直到2020年1月20日晚,中共才發布疫情的消息,隨後武漢及附近多個城市開始封城,造成無數人死亡。徐菊芬說,這20多天,中共延誤了太多的時機,本來可以提早採取措施,避免更多人死亡,但是中共卻試圖掩蓋疫情真相,模糊病毒來源,推卸和逃避責任。這都是她親眼見證一步步走過來的。
這件事讓徐菊芬徹底醒悟,她親身感受到了在中共極權統治下,誰都不可能歲月靜好,專制統治讓人無法自由呼吸,病毒的肆虐讓人難以平靜生存,人們都在提心弔膽地活着。這種痛,只有在自己身上發生的時候,才會感受到。
中共活摘器官令她毛骨悚然
在翻牆瀏覽期間,隨着一步步地深入了解真相,她對中共的邪惡有了一定程度的心理準備,但有一則消息還是讓她毛骨悚然,不寒而慄,她被徹底驚到了:這還是人乾的事嗎?
這則消息就是中共在活體摘取人體器官。
起初,徐菊芬覺着這簡直難以置信,是不可能的事情。隨着不斷查詢她所在城市幾家醫院的官網,看看這些醫院是否進行器官移植手術,結果讓她如五雷轟頂,只見有的網站上很直白地寫着:最快24小時內能找到合適的器官來源。這簡直就是血淋淋的廣告!
她根據自己所了解和查到的資料進行了一個理性的思考和比較:首先很多中國人的思想較為保守,對器官捐獻的意願並不強烈;其次較美國相對完善的器官捐獻系統,想要找到合適的器官都得需要漫長的排隊等待過程。相比之下,中國大陸的器官為什麼就能在24小時之內可以找到合適的器官?這些器官是從哪裡來的?
當越來越多的真相浮出水面後,徐菊芬的心中湧出了強烈憤怒,她覺得她不能沉默了,她要把這個真相告訴給她的親朋好友,讓他們都認清中共的邪惡。但是由於中共極端狹隘的愛國式洗腦教育,人們根本都聽不進去。她又想辦法給他們看照片、視頻,但是傳播受阻,很多東西也發不出去。

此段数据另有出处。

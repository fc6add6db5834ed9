// ABOUTME: Authenticated HTTP access to the NoteHub notes endpoints
// ABOUTME: NotesApi is the seam the TUI depends on; NoteHubClient is the reqwest implementation

use crate::config::ApiConfig;
use crate::error::{ApiError, Result};
use crate::models::{ListParams, NewNote, Note, NoteList};
use async_trait::async_trait;
use reqwest::{Method, RequestBuilder};
use serde::de::DeserializeOwned;
use tracing::{debug, warn};
use url::Url;

/// Operations offered by the remote notes service
#[async_trait]
pub trait NotesApi: Send + Sync {
    /// GET /notes?page&perPage&search
    async fn list_notes(&self, params: &ListParams) -> Result<NoteList>;

    /// GET /notes/{id}
    async fn get_note(&self, id: &str) -> Result<Note>;

    /// POST /notes
    async fn create_note(&self, note: &NewNote) -> Result<Note>;

    /// DELETE /notes/{id}
    async fn delete_note(&self, id: &str) -> Result<Note>;
}

/// reqwest-backed NotesApi
#[derive(Clone)]
pub struct NoteHubClient {
    http: reqwest::Client,
    config: ApiConfig,
}

impl NoteHubClient {
    pub fn new(config: ApiConfig) -> Result<Self> {
        let http = reqwest::Client::builder()
            .user_agent(concat!("notehub/", env!("CARGO_PKG_VERSION")))
            .build()
            .map_err(|e| ApiError::Config(format!("Failed to create HTTP client: {}", e)))?;
        Ok(Self { http, config })
    }

    /// Append path segments to the base URL, percent-encoding each one
    fn endpoint(&self, segments: &[&str]) -> Result<Url> {
        let mut url = self.config.base_url().clone();
        url.path_segments_mut()
            .map_err(|_| ApiError::Config("Base URL cannot carry a path".into()))?
            .pop_if_empty()
            .extend(segments);
        Ok(url)
    }

    fn request(&self, method: Method, segments: &[&str]) -> Result<RequestBuilder> {
        let url = self.endpoint(segments)?;
        debug!(%method, %url, "NoteHub request");
        Ok(self
            .http
            .request(method, url)
            .bearer_auth(self.config.token()))
    }

    async fn send<T: DeserializeOwned>(&self, request: RequestBuilder) -> Result<T> {
        let resp = request.send().await?;
        let status = resp.status();

        if !status.is_success() {
            let body = resp.text().await.unwrap_or_default();
            let message = rejection_message(&body)
                .or_else(|| status.canonical_reason().map(str::to_string))
                .unwrap_or_else(|| "request failed".to_string());
            warn!(status = status.as_u16(), %message, "NoteHub rejected request");
            return Err(ApiError::Status {
                status: status.as_u16(),
                message,
            });
        }

        resp.json::<T>()
            .await
            .map_err(|e| ApiError::Decode(e.to_string()))
    }
}

/// Pull a human-readable message out of an error body
fn rejection_message(body: &str) -> Option<String> {
    let body = body.trim();
    if body.is_empty() {
        return None;
    }
    match serde_json::from_str::<serde_json::Value>(body) {
        Ok(value) => value
            .get("message")
            .or_else(|| value.get("error"))
            .and_then(|m| m.as_str())
            .map(str::to_string),
        Err(_) => Some(body.chars().take(200).collect()),
    }
}

#[async_trait]
impl NotesApi for NoteHubClient {
    async fn list_notes(&self, params: &ListParams) -> Result<NoteList> {
        let request = self.request(Method::GET, &["notes"])?.query(params);
        let list: NoteList = self.send(request).await?;
        debug!(
            page = params.page,
            search = %params.search,
            count = list.notes.len(),
            total_pages = list.total_pages,
            "Fetched notes"
        );
        Ok(list)
    }

    async fn get_note(&self, id: &str) -> Result<Note> {
        let request = self.request(Method::GET, &["notes", id])?;
        self.send(request).await
    }

    async fn create_note(&self, note: &NewNote) -> Result<Note> {
        let request = self.request(Method::POST, &["notes"])?.json(note);
        let created: Note = self.send(request).await?;
        debug!(id = %created.id, "Created note");
        Ok(created)
    }

    async fn delete_note(&self, id: &str) -> Result<Note> {
        let request = self.request(Method::DELETE, &["notes", id])?;
        let deleted: Note = self.send(request).await?;
        debug!(id = %deleted.id, "Deleted note");
        Ok(deleted)
    }
}
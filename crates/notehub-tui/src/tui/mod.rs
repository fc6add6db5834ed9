// ABOUTME: Terminal setup and event stream handling.
// ABOUTME: Manages crossterm and ratatui terminal lifecycle.

pub mod event;

use crossterm::{
    event::{DisableMouseCapture, EnableMouseCapture},
    execute,
    terminal::{disable_raw_mode, enable_raw_mode, EnterAlternateScreen, LeaveAlternateScreen},
};
use ratatui::prelude::*;
use std::io::{self, Stdout};
use std::time::Duration;

use crate::error::Result;
use event::EventStream;

pub type Terminal = ratatui::Terminal<CrosstermBackend<Stdout>>;

pub struct Tui {
    terminal: Terminal,
}

impl Tui {
    pub fn new() -> Result<Self> {
        let terminal = Self::setup_terminal()?;
        Ok(Self { terminal })
    }

    fn setup_terminal() -> Result<Terminal> {
        enable_raw_mode()?;
        let mut stdout = io::stdout();
        execute!(stdout, EnterAlternateScreen, EnableMouseCapture)?;
        let backend = CrosstermBackend::new(stdout);
        let terminal = Terminal::new(backend)?;
        Ok(terminal)
    }

    pub fn restore(&mut self) -> Result<()> {
        disable_raw_mode()?;
        execute!(
            self.terminal.backend_mut(),
            DisableMouseCapture,
            LeaveAlternateScreen
        )?;
        self.terminal.show_cursor()?;
        Ok(())
    }

    pub fn terminal_mut(&mut self) -> &mut Terminal {
        &mut self.terminal
    }

    pub fn size(&self) -> Result<Size> {
        Ok(self.terminal.size()?)
    }

    pub fn event_stream(&self) -> EventStream {
        EventStream::new(Duration::from_millis(80))
    }
}

impl Drop for Tui {
    fn drop(&mut self) {
        let _ = self.restore();
    }
}
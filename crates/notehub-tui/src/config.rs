// ABOUTME: Configuration file handling.
// ABOUTME: TOML config under the user config dir, overridden by env vars, .env, and CLI flags.

use crate::error::{AppError, Result};
use notehub_client::{ApiConfig, DEFAULT_BASE_URL};
use serde::{Deserialize, Serialize};
use std::fmt;
use std::path::{Path, PathBuf};

#[derive(Serialize, Deserialize, Default, Debug, Clone, PartialEq, Eq)]
pub struct Config {
    #[serde(default)]
    pub api: ApiSection,
}

#[derive(Serialize, Deserialize, Clone, PartialEq, Eq)]
pub struct ApiSection {
    #[serde(default = "default_base_url")]
    pub base_url: String,
    #[serde(default, skip_serializing_if = "Option::is_none")]
    pub token: Option<String>,
}

impl Default for ApiSection {
    fn default() -> Self {
        Self {
            base_url: default_base_url(),
            token: None,
        }
    }
}

impl fmt::Debug for ApiSection {
    fn fmt(&self, f: &mut fmt::Formatter<'_>) -> fmt::Result {
        f.debug_struct("ApiSection")
            .field("base_url", &self.base_url)
            .field("token", &self.token.as_ref().map(|_| "[REDACTED]"))
            .finish()
    }
}

fn default_base_url() -> String {
    DEFAULT_BASE_URL.to_string()
}

/// Values from the command line. clap also fills these from `NOTEHUB_BASE_URL`
/// and `NOTEHUB_TOKEN`, which is where `.env` entries land.
#[derive(Debug, Default, Clone)]
pub struct Overrides {
    pub base_url: Option<String>,
    pub token: Option<String>,
}

impl Config {
    /// Load config with precedence: CLI > env > .env > file > defaults
    pub fn load(overrides: &Overrides) -> Result<Self> {
        let mut config = Self::load_from(&Self::config_path()?)?;
        config.apply(overrides);
        tracing::debug!(?config, "Loaded configuration");
        Ok(config)
    }

    /// Read a config file; a missing file yields defaults
    pub fn load_from(path: &Path) -> Result<Self> {
        if !path.exists() {
            return Ok(Self::default());
        }

        let content = std::fs::read_to_string(path)
            .map_err(|e| AppError::Config(format!("Failed to read config: {}", e)))?;

        toml::from_str(&content)
            .map_err(|e| AppError::Config(format!("Failed to parse config: {}", e)))
    }

    pub fn apply(&mut self, overrides: &Overrides) {
        if let Some(url) = overrides.base_url.as_deref().filter(|u| !u.trim().is_empty()) {
            self.api.base_url = url.trim().to_string();
        }
        if let Some(token) = overrides.token.as_deref().filter(|t| !t.trim().is_empty()) {
            self.api.token = Some(token.trim().to_string());
        }
    }

    /// Validated client configuration; fails when no token is set anywhere
    pub fn api_config(&self) -> Result<ApiConfig> {
        let token = self
            .api
            .token
            .as_deref()
            .filter(|t| !t.trim().is_empty())
            .ok_or(AppError::MissingToken)?;
        Ok(ApiConfig::new(&self.api.base_url, token)?)
    }

    pub fn save(&self) -> Result<PathBuf> {
        let path = Self::config_path()?;
        self.save_to(&path)?;
        Ok(path)
    }

    pub fn save_to(&self, path: &Path) -> Result<()> {
        // Ensure parent directory exists
        if let Some(parent) = path.parent() {
            std::fs::create_dir_all(parent)
                .map_err(|e| AppError::Config(format!("Failed to create config dir: {}", e)))?;
        }

        let content = toml::to_string_pretty(self)
            .map_err(|e| AppError::Config(format!("Failed to serialize config: {}", e)))?;

        std::fs::write(path, content)
            .map_err(|e| AppError::Config(format!("Failed to write config: {}", e)))?;

        Ok(())
    }

    pub fn config_path() -> Result<PathBuf> {
        let config_dir = dirs::config_dir()
            .ok_or_else(|| AppError::Config("Could not find config directory".to_string()))?;
        Ok(config_dir.join("notehub").join("config.toml"))
    }
}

徐菊芬下載了一部好萊塢大片《洗鈔事務所》(The Laundromat),嘗試將其壓縮打包發給朋友們,也沒有發送成功。因該影片涉及中共活摘器官的故事遭到全面封殺,這也成了她後來遭到恐嚇的原因之一。
警察上門恐嚇 人身安全受威脅
2021年5月19日,徐菊芬的噩夢開始了。這一天,她接到媽媽的電話,聲音在顫抖着,她感受到了媽媽在極力地壓抑着她的恐懼。媽媽告訴她,警察上門搜查了手機,翻查了家裡的電腦,還對她的父母進行威脅和恐嚇。具體細節媽媽沒有告訴她,只是說,一天之內有三波警察上門,警察說她發了一些法輪功的信息。
鄰居們還以為她家有人犯了事呢。徐菊芬說,她只是使用VPN翻了個牆,看到了被中共極力封鎖的真相而已。這讓她感到自己的人身安全受到了威脅。
從那以後,徐菊芬的心中一直很忐忑,寢不成寐,隨時擔心警察會破門而入,把她帶走,給她安上一個翻牆的罪名關押起來。
逃離中國 堅持發聲抵制邪惡
今年4月3日,徐菊芬離開中國來到美國,在落地的那一瞬間,她感到心情豁然開朗。在這裡,人們都非常友善,人與人之間的相處沒有提防,沒有仇恨。
她表示,追求真相併為自己所相信的事情做出行動,是所有人的本能。她希望所有的中國人都能生活在自由的土地上,都有機會發表自由的言論。她認為,對於邪惡的東西,人是應該發聲加以抵制的,“如果別人在受難的時候,你不站出來發聲,那下一個輪到你的時候,也就沒有人站出來幫你發聲了。”